I wondered if the company, facing the recent horrific public backlash to their former superficial, asshole CEO, was forced to lower their prices. But, I realized, it wasn’t Abercrombie that had changed; it was me.
That comforting feeling of coming home suddenly felt disappointing, like visiting an old childhood house as an adult, only to find it small, dingy, and not nearly as magical. I saw the store for what it was: a ridiculous brand that stands for nothing good.
Since my teenage obsession and idolization of the models, brand, and carefree coastal lifestyle of Abercrombie, the company has been publically — and rightfully — put through the ringer (including recently losing a discrimination case that had reached the Supreme Court). Appointed in 1992, former Abercrombie CEO Mike Jefferies was both responsible for creating the exclusive aspirational club of my teenage dreams, as well as its demise well after I had discarded the brand as “not my style.” Last year, after 11 consecutive quarters of declining sales and a slew of cringe-worthy discrimination accusations and charges, Jeffries stepped down. It’s hard to come back after you’ve said that your product is made specifically for the “cool kids — the attractive all-American kid with a great attitude and a lot of friends.” Exclusivity is so not cool.
The age of Abercrombie had long been over.
Having spent several years away from Abercrombie, I recognized it hadn’t experienced a decline. It was always this crappy. Their shitty clothes weren’t any cheaper than they were almost two decades ago, and the values they stood for were no less grimy. In retrospect, when I worked there, I probably had to work the night shift because I didn’t physically make the cut to be shown off on the floor during the day.

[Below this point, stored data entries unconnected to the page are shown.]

//! Watermark value type
//!
//! A watermark is the latest `observed_at` among stored measurements of a
//! stream. It is always derived from the data and never stored on its own,
//! so it cannot drift from what was actually written.

use crate::domain::StreamKey;
use chrono::{DateTime, Utc};
use serde::Serialize;
use std::fmt;

/// Resumption point of one stream
#[derive(Debug, Clone, PartialEq, Eq, Serialize)]
pub struct Watermark {
    pub stream: StreamKey,
    /// `None` until the stream has stored measurements
    pub observed_at: Option<DateTime<Utc>>,
}

impl Watermark {
    pub fn new(stream: StreamKey, observed_at: Option<DateTime<Utc>>) -> Self {
        Self {
            stream,
            observed_at,
        }
    }

    pub fn is_empty(&self) -> bool {
        self.observed_at.is_none()
    }
}

impl fmt::Display for Watermark {
    fn fmt(&self, f: &mut fmt::Formatter<'_>) -> fmt::Result {
        match self.observed_at {
            Some(ts) => write!(f, "{} @ {}", self.stream, ts.to_rfc3339()),
            None => write!(f, "{} (empty)", self.stream),
        }
    }
}
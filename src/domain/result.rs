//! Result type alias for airsync
//!
//! This module provides a convenient Result type alias that uses AirSyncError
//! as the error type.

use super::errors::AirSyncError;

/// Result type alias for airsync operations
///
/// # Examples
///
/// ```
/// use airsync::domain::result::Result;
/// use airsync::domain::errors::AirSyncError;
///
/// fn example_function() -> Result<String> {
///     Ok("success".to_string())
/// }
///
/// fn failing_function() -> Result<()> {
///     Err(AirSyncError::Validation("Invalid input".to_string()))
/// }
/// ```
pub type Result<T> = std::result::Result<T, AirSyncError>;
//! Configuration management for airsync.
//!
//! Configuration is read from a TOML file with support for:
//! - Environment variable substitution (`${VAR_NAME}`)
//! - `AIRSYNC_<SECTION>_<KEY>` environment overrides
//! - Default values for optional settings
//! - Validation before anything connects
//!
//! # Example Configuration
//!
//! ```toml
//! database_target = "postgresql"
//!
//! [application]
//! log_level = "info"
//!
//! [source]
//! locations_base_url = "https://api.openaq.org/v3"
//! measurements_base_url = "https://api.openaq.org/v2"
//! api_key = "${OPENAQ_API_KEY}"
//! page_limit = 100
//!
//! [source.retry]
//! max_attempts = 3
//!
//! [postgresql]
//! connection_string = "${AIRSYNC_DATABASE_URL}"
//!
//! [alerts]
//! enabled = true
//! seed_demo_rules = false
//! ```

pub mod loader;
pub mod schema;
pub mod secret;

pub use loader::load_config;
pub use schema::{
    AirSyncConfig, AlertsConfig, ApplicationConfig, DatabaseTarget, LoggingConfig,
    PostgreSQLConfig, RetryConfig, SourceConfig, MAX_INITIAL_LOOKBACK_DAYS,
    MAX_RECENT_WINDOW_HOURS,
};
pub use secret::{secret_string, secret_string_opt, SecretString, SecretValue};
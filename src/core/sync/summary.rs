//! Sync run summary and reporting

use super::phase::SyncPhase;
use crate::core::normalize::SkipReason;
use crate::domain::{AirSyncError, FetchError};
use chrono::{DateTime, Utc};
use std::collections::BTreeMap;
use std::fmt;
use std::time::Duration;

/// Counters for the `/locations` stage
#[derive(Debug, Clone, Default, PartialEq, Eq)]
pub struct ReferenceCounts {
    /// Raw records received
    pub seen: usize,
    /// Locations whose region or site changed
    pub written: usize,
    /// Records that could not be normalized
    pub skipped: usize,
    pub regions_inserted: usize,
    pub regions_updated: usize,
    pub sites_inserted: usize,
    pub sites_updated: usize,
}

/// Counters for the `/measurements` stage
#[derive(Debug, Clone, Default, PartialEq, Eq)]
pub struct MeasurementCounts {
    /// Raw records received
    pub seen: usize,
    /// Records that normalized into a measurement
    pub normalized: usize,
    /// Records that could not be normalized
    pub skipped: usize,
    /// Measurements newly stored
    pub written: usize,
    /// Measurements whose key was already stored
    pub duplicates: usize,
    pub pollutants_created: usize,
}

/// Classification of a failed run
#[derive(Debug, Clone, Copy, PartialEq, Eq)]
pub enum FailureKind {
    TransientFetch,
    FatalFetch,
    Store,
    Internal,
}

impl fmt::Display for FailureKind {
    fn fmt(&self, f: &mut fmt::Formatter<'_>) -> fmt::Result {
        let name = match self {
            FailureKind::TransientFetch => "TransientFetchError",
            FailureKind::FatalFetch => "FatalFetchError",
            FailureKind::Store => "StoreError",
            FailureKind::Internal => "InternalError",
        };
        f.write_str(name)
    }
}

/// Why a run ended in [`SyncPhase::Failed`]
#[derive(Debug, Clone, PartialEq, Eq)]
pub struct SyncFailure {
    pub kind: FailureKind,
    pub message: String,
}

impl From<&FetchError> for SyncFailure {
    fn from(err: &FetchError) -> Self {
        let kind = if err.is_transient() {
            FailureKind::TransientFetch
        } else {
            FailureKind::FatalFetch
        };
        Self {
            kind,
            message: err.to_string(),
        }
    }
}

impl From<&AirSyncError> for SyncFailure {
    fn from(err: &AirSyncError) -> Self {
        match err {
            AirSyncError::Fetch(fetch) => fetch.into(),
            AirSyncError::Store(_) => Self {
                kind: FailureKind::Store,
                message: err.to_string(),
            },
            _ => Self {
                kind: FailureKind::Internal,
                message: err.to_string(),
            },
        }
    }
}

impl fmt::Display for SyncFailure {
    fn fmt(&self, f: &mut fmt::Formatter<'_>) -> fmt::Result {
        write!(f, "{}: {}", self.kind, self.message)
    }
}

/// Outcome of one sync run
#[derive(Debug, Clone, Default)]
pub struct SyncSummary {
    pub reference: ReferenceCounts,
    pub measurements: MeasurementCounts,
    /// Skips per reason across both stages
    pub skip_reasons: BTreeMap<SkipReason, usize>,
    pub alerts_triggered: usize,
    pub alert_rules_seeded: usize,
    pub pages_fetched: u32,
    pub retries: u32,
    pub phase: SyncPhase,
    pub failure: Option<SyncFailure>,
    pub duration: Duration,
    /// Inclusive lower bound used for the measurement fetch
    pub window_start: Option<DateTime<Utc>>,
    /// Watermark after the run
    pub final_watermark: Option<DateTime<Utc>>,
}

impl SyncSummary {
    pub fn new() -> Self {
        Self::default()
    }

    pub fn record_skip(&mut self, reason: SkipReason) {
        *self.skip_reasons.entry(reason).or_insert(0) += 1;
    }

    pub fn exit_code(&self) -> i32 {
        self.phase.exit_code()
    }

    /// One-line human-readable report
    pub fn summary_line(&self) -> String {
        let r = &self.reference;
        let m = &self.measurements;
        let mut line = format!(
            "phase={} locations(seen={} written={} skipped={}) regions(+{} ~{}) sites(+{} ~{}) \
             measurements(seen={} normalized={} skipped={} written={} duplicates={}) \
             pollutants_created={} alerts_triggered={} duration={:.1}s",
            self.phase,
            r.seen,
            r.written,
            r.skipped,
            r.regions_inserted,
            r.regions_updated,
            r.sites_inserted,
            r.sites_updated,
            m.seen,
            m.normalized,
            m.skipped,
            m.written,
            m.duplicates,
            m.pollutants_created,
            self.alerts_triggered,
            self.duration.as_secs_f64(),
        );

        match self.final_watermark {
            Some(ts) => line.push_str(&format!(" watermark={}", ts.to_rfc3339())),
            None => line.push_str(" watermark=none"),
        }
        if let Some(ref failure) = self.failure {
            line.push_str(&format!(" failure=\"{failure}\""));
        }
        line
    }

    /// Log the summary
    pub fn log_summary(&self) {
        tracing::info!(
            phase = %self.phase,
            locations_seen = self.reference.seen,
            locations_written = self.reference.written,
            locations_skipped = self.reference.skipped,
            measurements_seen = self.measurements.seen,
            measurements_written = self.measurements.written,
            measurements_duplicates = self.measurements.duplicates,
            measurements_skipped = self.measurements.skipped,
            pollutants_created = self.measurements.pollutants_created,
            alerts_triggered = self.alerts_triggered,
            pages = self.pages_fetched,
            retries = self.retries,
            duration_ms = self.duration.as_millis() as u64,
            "Sync finished"
        );

        for (reason, count) in &self.skip_reasons {
            tracing::info!(reason = %reason, count = count, "Skipped records");
        }

        if let Some(ref failure) = self.failure {
            tracing::error!(kind = %failure.kind, message = %failure.message, "Sync failed");
        }
    }
}

#[cfg(test)]
mod tests {
    use super::*;
    use crate::domain::StoreError;

    #[test]
    fn test_record_skip_groups_by_reason() {
        let mut summary = SyncSummary::new();
        summary.record_skip(SkipReason::MissingPollutant);
        summary.record_skip(SkipReason::MissingPollutant);
        summary.record_skip(SkipReason::UnknownSite);

        assert_eq!(summary.skip_reasons[&SkipReason::MissingPollutant], 2);
        assert_eq!(summary.skip_reasons[&SkipReason::UnknownSite], 1);
    }

    #[test]
    fn test_failure_classification() {
        let transient = FetchError::ServerError {
            status: 502,
            message: "bad gateway".into(),
        };
        assert_eq!(SyncFailure::from(&transient).kind, FailureKind::TransientFetch);

        let fatal: AirSyncError = FetchError::SchemaViolation("no results".into()).into();
        assert_eq!(SyncFailure::from(&fatal).kind, FailureKind::FatalFetch);

        let store: AirSyncError = StoreError::Unavailable("down".into()).into();
        let failure = SyncFailure::from(&store);
        assert_eq!(failure.kind, FailureKind::Store);
        assert!(failure.to_string().starts_with("StoreError: "));
    }

    #[test]
    fn test_summary_line() {
        let mut summary = SyncSummary::new();
        summary.phase = SyncPhase::Done;
        summary.measurements.written = 3;
        summary.measurements.duplicates = 1;

        let line = summary.summary_line();
        assert!(line.starts_with("phase=done"));
        assert!(line.contains("written=3 duplicates=1"));
        assert!(line.contains("watermark=none"));
        assert!(!line.contains("failure="));
        assert_eq!(summary.exit_code(), 0);
    }
}
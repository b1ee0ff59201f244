//! PostgreSQL store
//!
//! Tables are created by `migrations/001_initial_schema.sql`, which is
//! embedded in the binary and applied by `ensure_schema`.

pub mod adapter;
pub mod client;
pub mod models;

pub use adapter::PostgreSQLAdapter;
pub use client::{redact_connection_string, PostgreSQLClient};
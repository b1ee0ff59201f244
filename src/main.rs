// airsync - Incremental air quality data sync
// Copyright (c) 2025 airsync Contributors
// Licensed under the MIT License

use airsync::cli::{Cli, Commands};
use airsync::config::{load_config, LoggingConfig};
use airsync::logging::init_logging;
use clap::Parser;
use std::process;
use tokio::sync::watch;

#[tokio::main]
async fn main() {
    // .env is optional
    let _ = dotenvy::dotenv();

    let cli = Cli::parse();

    // File logging settings come from the config when it loads; commands
    // report config errors themselves
    let file_config = load_config(&cli.config).ok();
    let logging_config = file_config
        .as_ref()
        .map(|c| c.logging.clone())
        .unwrap_or_default();
    let log_level = cli
        .log_level
        .clone()
        .or_else(|| file_config.as_ref().map(|c| c.application.log_level.clone()))
        .unwrap_or_else(|| "info".to_string());

    let logging_guard = match init_logging(&log_level, &logging_config) {
        Ok(guard) => guard,
        Err(e) => {
            eprintln!("Failed to initialize logging: {e}");
            process::exit(2);
        }
    };

    tracing::info!(version = env!("CARGO_PKG_VERSION"), "airsync");

    let (shutdown_tx, shutdown_rx) = watch::channel(false);

    tokio::spawn(async move {
        #[cfg(unix)]
        {
            use tokio::signal::unix::{signal, SignalKind};
            let mut sigterm = match signal(SignalKind::terminate()) {
                Ok(s) => s,
                Err(e) => {
                    tracing::error!(error = %e, "Failed to install SIGTERM handler");
                    return;
                }
            };

            tokio::select! {
                _ = tokio::signal::ctrl_c() => {
                    tracing::info!("Received SIGINT, stopping at the next page boundary");
                }
                _ = sigterm.recv() => {
                    tracing::info!("Received SIGTERM, stopping at the next page boundary");
                }
            }
            eprintln!("\n⚠️  Shutdown signal received, finishing current page...");
            let _ = shutdown_tx.send(true);
        }

        #[cfg(not(unix))]
        {
            if let Err(e) = tokio::signal::ctrl_c().await {
                tracing::error!(error = %e, "Failed to listen for Ctrl+C");
            } else {
                tracing::info!("Received SIGINT, stopping at the next page boundary");
                eprintln!("\n⚠️  Shutdown signal received, finishing current page...");
                let _ = shutdown_tx.send(true);
            }
        }
    });

    let exit_code = match execute_command(&cli, shutdown_rx).await {
        Ok(code) => code,
        Err(e) => {
            tracing::error!(error = %e, "Command execution failed");
            eprintln!("Error: {e}");
            1
        }
    };

    // process::exit skips destructors; flush the file writer first
    drop(logging_guard);
    process::exit(exit_code);
}

async fn execute_command(cli: &Cli, shutdown_signal: watch::Receiver<bool>) -> anyhow::Result<i32> {
    match &cli.command {
        Commands::Sync(args) => args.execute(&cli.config, shutdown_signal).await,
        Commands::Status(args) => args.execute(&cli.config).await,
        Commands::ValidateConfig(args) => args.execute(&cli.config).await,
        Commands::Init(args) => args.execute().await,
    }
}
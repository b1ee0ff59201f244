//! External system integrations for airsync.
//!
//! - [`openaq`] - paginated source API ([`openaq::DataSource`])
//! - [`database`] - store abstraction ([`database::Store`]) and factory
//! - [`postgresql`] - PostgreSQL store
//! - [`memory`] - process-local store
//!
//! Adapters isolate third-party clients so the sync core can be exercised
//! with scripted sources and the in-memory store.

pub mod database;
pub mod memory;
pub mod openaq;
pub mod postgresql;
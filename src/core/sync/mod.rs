//! Sync orchestration
//!
//! [`SyncCoordinator`] runs the reference and measurement stages in order,
//! retrying transient fetch failures and stopping cleanly at page boundaries
//! when shutdown is requested.

pub mod coordinator;
pub mod phase;
pub mod retry;
pub mod summary;
pub mod writer;

pub use coordinator::{SyncCoordinator, SyncOptions};
pub use phase::SyncPhase;
pub use retry::RetryPolicy;
pub use summary::{FailureKind, MeasurementCounts, ReferenceCounts, SyncFailure, SyncSummary};
pub use writer::{LocationWrite, MeasurementWrite, UpsertWriter};
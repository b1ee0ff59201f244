//! PostgreSQL implementation of [`Store`]
//!
//! Upserts use `ON CONFLICT ... DO UPDATE ... WHERE ... IS DISTINCT FROM` so
//! an unchanged row is not rewritten; `RETURNING (xmax = 0)` tells a fresh
//! insert apart from an update, and no returned row means unchanged.

use super::client::PostgreSQLClient;
use super::models::{
    alert_rule_from_row, measurement_from_row, site_alert_from_row, ALERT_RULE_COLUMNS,
    MEASUREMENT_COLUMNS, SITE_ALERT_COLUMNS,
};
use crate::adapters::database::{Store, StoreCounts, WriteOutcome};
use crate::domain::{
    AirSyncError, AlertRule, AlertState, Measurement, MonitoringSite, Pollutant, PollutantCode,
    Region, Result, SiteAlert, SiteCode, StoreError, StreamKey,
};
use async_trait::async_trait;
use chrono::{DateTime, Utc};
use std::sync::Arc;
use tokio_postgres::Row;

/// PostgreSQL adapter
pub struct PostgreSQLAdapter {
    client: Arc<PostgreSQLClient>,
}

impl PostgreSQLAdapter {
    pub fn new(client: PostgreSQLClient) -> Self {
        Self {
            client: Arc::new(client),
        }
    }
}

fn query_failed(err: tokio_postgres::Error) -> AirSyncError {
    StoreError::QueryFailed(err.to_string()).into()
}

/// Reads the `RETURNING (xmax = 0)` result of an upsert
fn upsert_outcome(rows: &[Row]) -> Result<WriteOutcome> {
    match rows.first() {
        None => Ok(WriteOutcome::Unchanged),
        Some(row) => {
            let inserted: bool = row
                .try_get(0)
                .map_err(|e| StoreError::Decode(e.to_string()))?;
            Ok(if inserted {
                WriteOutcome::Inserted
            } else {
                WriteOutcome::Updated
            })
        }
    }
}

fn count(row: &Row, idx: usize) -> Result<u64> {
    let n: i64 = row
        .try_get(idx)
        .map_err(|e| StoreError::Decode(e.to_string()))?;
    Ok(n.max(0) as u64)
}

#[async_trait]
impl Store for PostgreSQLAdapter {
    fn backend_name(&self) -> &'static str {
        "postgresql"
    }

    async fn test_connection(&self) -> Result<()> {
        self.client.test_connection().await
    }

    async fn ensure_schema(&self) -> Result<()> {
        self.client.ensure_schema().await
    }

    async fn upsert_region(&self, region: &Region) -> Result<WriteOutcome> {
        let rows = self
            .client
            .query(
                "INSERT INTO regions (code, name, country) VALUES ($1, $2, $3)
                 ON CONFLICT (code) DO UPDATE
                    SET name = EXCLUDED.name, country = EXCLUDED.country, updated_at = NOW()
                    WHERE (regions.name, regions.country)
                        IS DISTINCT FROM (EXCLUDED.name, EXCLUDED.country)
                 RETURNING (xmax = 0) AS inserted",
                &[&region.code.as_str(), &region.name, &region.country],
            )
            .await?;
        upsert_outcome(&rows)
    }

    async fn upsert_site(&self, site: &MonitoringSite) -> Result<WriteOutcome> {
        let rows = self
            .client
            .query(
                "INSERT INTO monitoring_sites
                    (code, region_code, name, description, latitude, longitude)
                 VALUES ($1, $2, $3, $4, $5, $6)
                 ON CONFLICT (code) DO UPDATE
                    SET region_code = EXCLUDED.region_code,
                        name = EXCLUDED.name,
                        description = EXCLUDED.description,
                        latitude = EXCLUDED.latitude,
                        longitude = EXCLUDED.longitude,
                        updated_at = NOW()
                    WHERE (monitoring_sites.region_code, monitoring_sites.name,
                           monitoring_sites.description, monitoring_sites.latitude,
                           monitoring_sites.longitude)
                        IS DISTINCT FROM (EXCLUDED.region_code, EXCLUDED.name,
                           EXCLUDED.description, EXCLUDED.latitude, EXCLUDED.longitude)
                 RETURNING (xmax = 0) AS inserted",
                &[
                    &site.code.as_str(),
                    &site.region_code.as_str(),
                    &site.name,
                    &site.description,
                    &site.latitude,
                    &site.longitude,
                ],
            )
            .await?;
        upsert_outcome(&rows)
    }

    async fn ensure_pollutant(&self, pollutant: &Pollutant) -> Result<WriteOutcome> {
        let rows = self
            .client
            .query(
                "INSERT INTO pollutants (code, name, unit) VALUES ($1, $2, $3)
                 ON CONFLICT (code) DO UPDATE SET unit = EXCLUDED.unit
                    WHERE EXCLUDED.unit <> '' AND pollutants.unit IS DISTINCT FROM EXCLUDED.unit
                 RETURNING (xmax = 0) AS inserted",
                &[&pollutant.code.as_str(), &pollutant.name, &pollutant.unit],
            )
            .await?;
        upsert_outcome(&rows)
    }

    async fn insert_measurement(&self, measurement: &Measurement) -> Result<WriteOutcome> {
        let inserted = self
            .client
            .execute(
                "INSERT INTO measurements
                    (stream, site_code, pollutant_code, observed_at, value, unit,
                     external_id, ingested_at)
                 VALUES ($1, $2, $3, $4, $5, $6, $7, $8)
                 ON CONFLICT ON CONSTRAINT uq_measurement_key DO NOTHING",
                &[
                    &measurement.stream.as_str(),
                    &measurement.site_code.as_str(),
                    &measurement.pollutant_code.as_str(),
                    &measurement.observed_at,
                    &measurement.value,
                    &measurement.unit,
                    &measurement.external_id,
                    &measurement.ingested_at,
                ],
            )
            .await?;

        Ok(if inserted == 0 {
            WriteOutcome::Duplicate
        } else {
            WriteOutcome::Inserted
        })
    }

    async fn site_codes(&self) -> Result<Vec<SiteCode>> {
        let rows = self
            .client
            .query("SELECT code FROM monitoring_sites ORDER BY code", &[])
            .await?;

        rows.iter()
            .map(|row| {
                let code: String = row
                    .try_get(0)
                    .map_err(|e| StoreError::Decode(e.to_string()))?;
                SiteCode::new(code).map_err(|e| StoreError::Decode(e).into())
            })
            .collect()
    }

    async fn site_name(&self, code: &SiteCode) -> Result<Option<String>> {
        let rows = self
            .client
            .query(
                "SELECT name FROM monitoring_sites WHERE code = $1",
                &[&code.as_str()],
            )
            .await?;

        rows.first()
            .map(|row| {
                row.try_get::<_, String>(0)
                    .map_err(|e| StoreError::Decode(e.to_string()).into())
            })
            .transpose()
    }

    async fn latest_observed_at(&self, stream: &StreamKey) -> Result<Option<DateTime<Utc>>> {
        let rows = self
            .client
            .query(
                "SELECT MAX(observed_at) FROM measurements WHERE stream = $1",
                &[&stream.as_str()],
            )
            .await?;

        match rows.first() {
            Some(row) => row
                .try_get::<_, Option<DateTime<Utc>>>(0)
                .map_err(|e| StoreError::Decode(e.to_string()).into()),
            None => Ok(None),
        }
    }

    async fn measurements_since(&self, since: DateTime<Utc>) -> Result<Vec<Measurement>> {
        let rows = self
            .client
            .query(
                &format!(
                    "SELECT {MEASUREMENT_COLUMNS} FROM measurements
                     WHERE observed_at >= $1 ORDER BY observed_at ASC"
                ),
                &[&since],
            )
            .await?;
        rows.iter().map(measurement_from_row).collect()
    }

    async fn latest_measurements(&self, limit: usize) -> Result<Vec<Measurement>> {
        let limit = i64::try_from(limit).unwrap_or(i64::MAX);
        let rows = self
            .client
            .query(
                &format!(
                    "SELECT {MEASUREMENT_COLUMNS} FROM measurements
                     ORDER BY observed_at DESC LIMIT $1"
                ),
                &[&limit],
            )
            .await?;
        rows.iter().map(measurement_from_row).collect()
    }

    async fn active_rules_for(
        &self,
        site: &SiteCode,
        pollutant: &PollutantCode,
    ) -> Result<Vec<AlertRule>> {
        let rows = self
            .client
            .query(
                &format!(
                    "SELECT {ALERT_RULE_COLUMNS} FROM site_alert_rules
                     WHERE active AND site_code = $1 AND pollutant_code = $2
                     ORDER BY code"
                ),
                &[&site.as_str(), &pollutant.as_str()],
            )
            .await?;
        rows.iter().map(alert_rule_from_row).collect()
    }

    async fn alert_rules(&self) -> Result<Vec<AlertRule>> {
        let rows = self
            .client
            .query(
                &format!("SELECT {ALERT_RULE_COLUMNS} FROM site_alert_rules ORDER BY code"),
                &[],
            )
            .await?;
        rows.iter().map(alert_rule_from_row).collect()
    }

    async fn insert_alert_rule(&self, rule: &AlertRule) -> Result<WriteOutcome> {
        let inserted = self
            .client
            .execute(
                "INSERT INTO site_alert_rules
                    (code, site_code, pollutant_code, name, threshold, comparison, active)
                 VALUES ($1, $2, $3, $4, $5, $6, $7)
                 ON CONFLICT DO NOTHING",
                &[
                    &rule.code.as_str(),
                    &rule.site_code.as_str(),
                    &rule.pollutant_code.as_str(),
                    &rule.name,
                    &rule.threshold,
                    &rule.comparison.as_str(),
                    &rule.active,
                ],
            )
            .await?;

        Ok(if inserted == 0 {
            WriteOutcome::Duplicate
        } else {
            WriteOutcome::Inserted
        })
    }

    async fn record_alert(
        &self,
        rule: &AlertRule,
        measurement: &Measurement,
    ) -> Result<WriteOutcome> {
        let mut conn = self.client.connection().await?;
        let tx = conn.transaction().await.map_err(query_failed)?;

        let site = measurement.site_code.as_str();
        let pollutant = measurement.pollutant_code.as_str();
        let active = AlertState::Active.as_str();

        let current = tx
            .query_opt(
                "SELECT id, site_code, pollutant_code, observed_at FROM site_alerts
                 WHERE rule_code = $1 AND state = $2
                 FOR UPDATE",
                &[&rule.code.as_str(), &active],
            )
            .await
            .map_err(query_failed)?;

        // Refresh the active alert, else reactivate this measurement's alert, else open one
        let target_id: Option<i64> = match current {
            Some(row) => {
                let same_measurement = row.try_get::<_, String>(1).ok().as_deref() == Some(site)
                    && row.try_get::<_, String>(2).ok().as_deref() == Some(pollutant)
                    && row.try_get::<_, DateTime<Utc>>(3).ok() == Some(measurement.observed_at);
                if same_measurement {
                    tx.commit().await.map_err(query_failed)?;
                    return Ok(WriteOutcome::Unchanged);
                }
                Some(row.try_get(0).map_err(|e| StoreError::Decode(e.to_string()))?)
            }
            None => tx
                .query_opt(
                    "SELECT id FROM site_alerts
                     WHERE rule_code = $1 AND site_code = $2 AND pollutant_code = $3
                       AND observed_at = $4
                     LIMIT 1",
                    &[&rule.code.as_str(), &site, &pollutant, &measurement.observed_at],
                )
                .await
                .map_err(query_failed)?
                .map(|row| row.try_get(0))
                .transpose()
                .map_err(|e| StoreError::Decode(e.to_string()))?,
        };

        let outcome = match target_id {
            Some(id) => {
                tx.execute(
                    "UPDATE site_alerts
                     SET site_code = $2, pollutant_code = $3, observed_at = $4,
                         triggered_at = $4, value = $5, state = $6
                     WHERE id = $1",
                    &[
                        &id,
                        &site,
                        &pollutant,
                        &measurement.observed_at,
                        &measurement.value,
                        &active,
                    ],
                )
                .await
                .map_err(query_failed)?;
                WriteOutcome::Updated
            }
            None => {
                tx.execute(
                    "INSERT INTO site_alerts
                        (rule_code, site_code, pollutant_code, observed_at, triggered_at, value, state)
                     VALUES ($1, $2, $3, $4, $4, $5, $6)",
                    &[
                        &rule.code.as_str(),
                        &site,
                        &pollutant,
                        &measurement.observed_at,
                        &measurement.value,
                        &active,
                    ],
                )
                .await
                .map_err(query_failed)?;
                WriteOutcome::Inserted
            }
        };

        tx.commit().await.map_err(query_failed)?;
        Ok(outcome)
    }

    async fn active_alerts(&self) -> Result<Vec<SiteAlert>> {
        let rows = self
            .client
            .query(
                &format!(
                    "SELECT {SITE_ALERT_COLUMNS} FROM site_alerts
                     WHERE state = 'active' ORDER BY triggered_at DESC"
                ),
                &[],
            )
            .await?;
        rows.iter().map(site_alert_from_row).collect()
    }

    async fn counts(&self) -> Result<StoreCounts> {
        let rows = self
            .client
            .query(
                "SELECT
                    (SELECT COUNT(*) FROM regions),
                    (SELECT COUNT(*) FROM monitoring_sites),
                    (SELECT COUNT(*) FROM pollutants),
                    (SELECT COUNT(*) FROM measurements),
                    (SELECT COUNT(*) FROM site_alert_rules),
                    (SELECT COUNT(*) FROM site_alerts WHERE state = 'active')",
                &[],
            )
            .await?;

        let row = rows
            .first()
            .ok_or_else(|| StoreError::Decode("count query returned no rows".to_string()))?;

        Ok(StoreCounts {
            regions: count(row, 0)?,
            sites: count(row, 1)?,
            pollutants: count(row, 2)?,
            measurements: count(row, 3)?,
            alert_rules: count(row, 4)?,
            active_alerts: count(row, 5)?,
        })
    }
}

It’s just that now, in the broad light of adulthood, I can finally see them for what they really are. My perspective on what things cost, both monetarily and sociologically, has altered dramatically.
I now understand that Abercrombie was never my real addiction — it was the financial freedom it forced me to find, and for that I am eternally grateful. To this day, I know that I can have anything I want in the world if I work for it, and I am confident I can get it all by myself.